病床使用率「実質100%超」 医療者欠勤で受け入れ制限恒常化

新型コロナの感染状況を説明する伊原木知事(右)と松山会長

 新型コロナウイルス流行「第8波」が猛威を振るい、コロナ患者向けの病床使用率が70%前後で推移している岡山県で、医療現場のマンパワー不足から残る病床への受け入れが制限されている状況が12日、県の対策本部会議で示された。感染や濃厚接触に伴って欠勤している医療従事者が約500人に上ることが主な要因。やむなく一般病床を転用するケースも増え、県幹部は「数字以上に厳しい状況だ」と危機感をあらわにする。

 「実質的には病床使用率が100%を超えていると解釈できる」。12日の対策本部会議で伊原木隆太知事はこう強調した。

 県内のコロナ病床は11日現在、確保している600床に対して425人が入院し、使用率は70・8%。ただ、会議で県が示したデータでは他にコロナ患者295人を一般病床で受け入れており、トータルの入院者は720人に上る計算だ。

 背景にあるのは医療現場の人手不足だ。県が医療機関からの報告を集計したところ、5日現在、医師と看護師の約500人がコロナ感染もしくは濃厚接触を理由に欠勤しており、コロナ病床への入院数を絞らざるを得ないケースが増えているという。
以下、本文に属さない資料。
//! # 프로필 생성/수정 요청 DTO
//!
//! `status`와 `skills`는 필수이며, 나머지 필드는 선택입니다.
//! 빈 문자열로 전달된 선택 필드는 `None`으로 정리되어 기존 값을 덮어쓰지 않습니다.

use std::borrow::Cow;

use serde::Deserialize;
use validator::{Validate, ValidationError};

use crate::domain::entities::profiles::{ProfileFields, Social};
use crate::utils::string_utils::{deserialize_optional_string, split_skills};

/// 프로필 생성/수정 요청
///
/// ```json
/// {
///   "status": "Developer",
///   "skills": "Rust, TypeScript, MongoDB",
///   "company": "Acme",
///   "githubusername": "octocat",
///   "twitter": "https://twitter.com/octocat"
/// }
/// ```
#[derive(Debug, Clone, Default, Deserialize, Validate)]
pub struct ProfileRequest {
    #[serde(default)]
    #[validate(custom(function = "validate_status"))]
    pub status: String,

    /// 콤마로 구분된 스킬 목록
    #[serde(default)]
    #[validate(custom(function = "validate_skills"))]
    pub skills: String,

    #[serde(default, deserialize_with = "deserialize_optional_string")]
    pub company: Option<String>,
    #[serde(default, deserialize_with = "deserialize_optional_string")]
    pub website: Option<String>,
    #[serde(default, deserialize_with = "deserialize_optional_string")]
    pub location: Option<String>,
    #[serde(default, deserialize_with = "deserialize_optional_string")]
    pub bio: Option<String>,
    #[serde(default, alias = "github", deserialize_with = "deserialize_optional_string")]
    pub githubusername: Option<String>,

    #[serde(default, deserialize_with = "deserialize_optional_string")]
    pub youtube: Option<String>,
    #[serde(default, deserialize_with = "deserialize_optional_string")]
    pub twitter: Option<String>,
    #[serde(default, deserialize_with = "deserialize_optional_string")]
    pub facebook: Option<String>,
    #[serde(default, deserialize_with = "deserialize_optional_string")]
    pub linkedin: Option<String>,
    #[serde(default, deserialize_with = "deserialize_optional_string")]
    pub instagram: Option<String>,
}

/// 공백만 있는 값은 비어 있는 것으로 취급
fn validate_status(status: &str) -> Result<(), ValidationError> {
    if status.trim().is_empty() {
        return Err(required("Status is required"));
    }
    Ok(())
}

/// 콤마로 나눈 뒤 남는 스킬이 하나 이상이어야 함
fn validate_skills(skills: &str) -> Result<(), ValidationError> {
    if split_skills(skills).is_empty() {
        return Err(required("Skills is required"));
    }
    Ok(())
}

fn required(message: &'static str) -> ValidationError {
    ValidationError::new("required").with_message(Cow::Borrowed(message))
}

impl ProfileRequest {
    /// 저장용 필드 묶음으로 변환합니다.
    pub fn into_fields(self) -> ProfileFields {
        ProfileFields {
            company: self.company,
            website: self.website,
            location: self.location,
            status: self.status.trim().to_string(),
            skills: split_skills(&self.skills),
            bio: self.bio,
            githubusername: self.githubusername,
            social: Social {
                youtube: self.youtube,
                twitter: self.twitter,
                facebook: self.facebook,
                linkedin: self.linkedin,
                instagram: self.instagram,
            },
        }
    }
}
徳本史郎保健福祉部長は「コロナ病床を確保しても、3割程度は受け入れられない状況が恒常化している」と指摘する。

 通常医療にもしわ寄せが及んでいる。県によると、医療機関から手術を含めてコロナ以外の患者の受け入れを制限せざるを得ないとの訴えが相次いでいる。救急車の到着後も搬送先が決まらない「救急搬送困難事案」も県南部を中心に増加。岡山市消防局では3週連続で過去最多を更新し、搬送完了まで約3時間を要したケースがあったという。

 県内では季節性インフルエンザも流行期に入っており、県は同時流行でピークが重なった場合、1日当たりの最大患者数がコロナ約6600人、インフル約5300人に上るとの想定を明らかにしている。

 対策本部会議では感染状況をレベル3(医療負荷増大期)に引き上げ、県民にさらなる注意を呼びかけることを決定。流行のピークを少しでも抑えたい考えだ。会議後、伊原木知事は記者団に「一人一人が気を付ければ医療現場の負担を軽減できる。そうすることが県民の命を救うことにもつながる」と語った。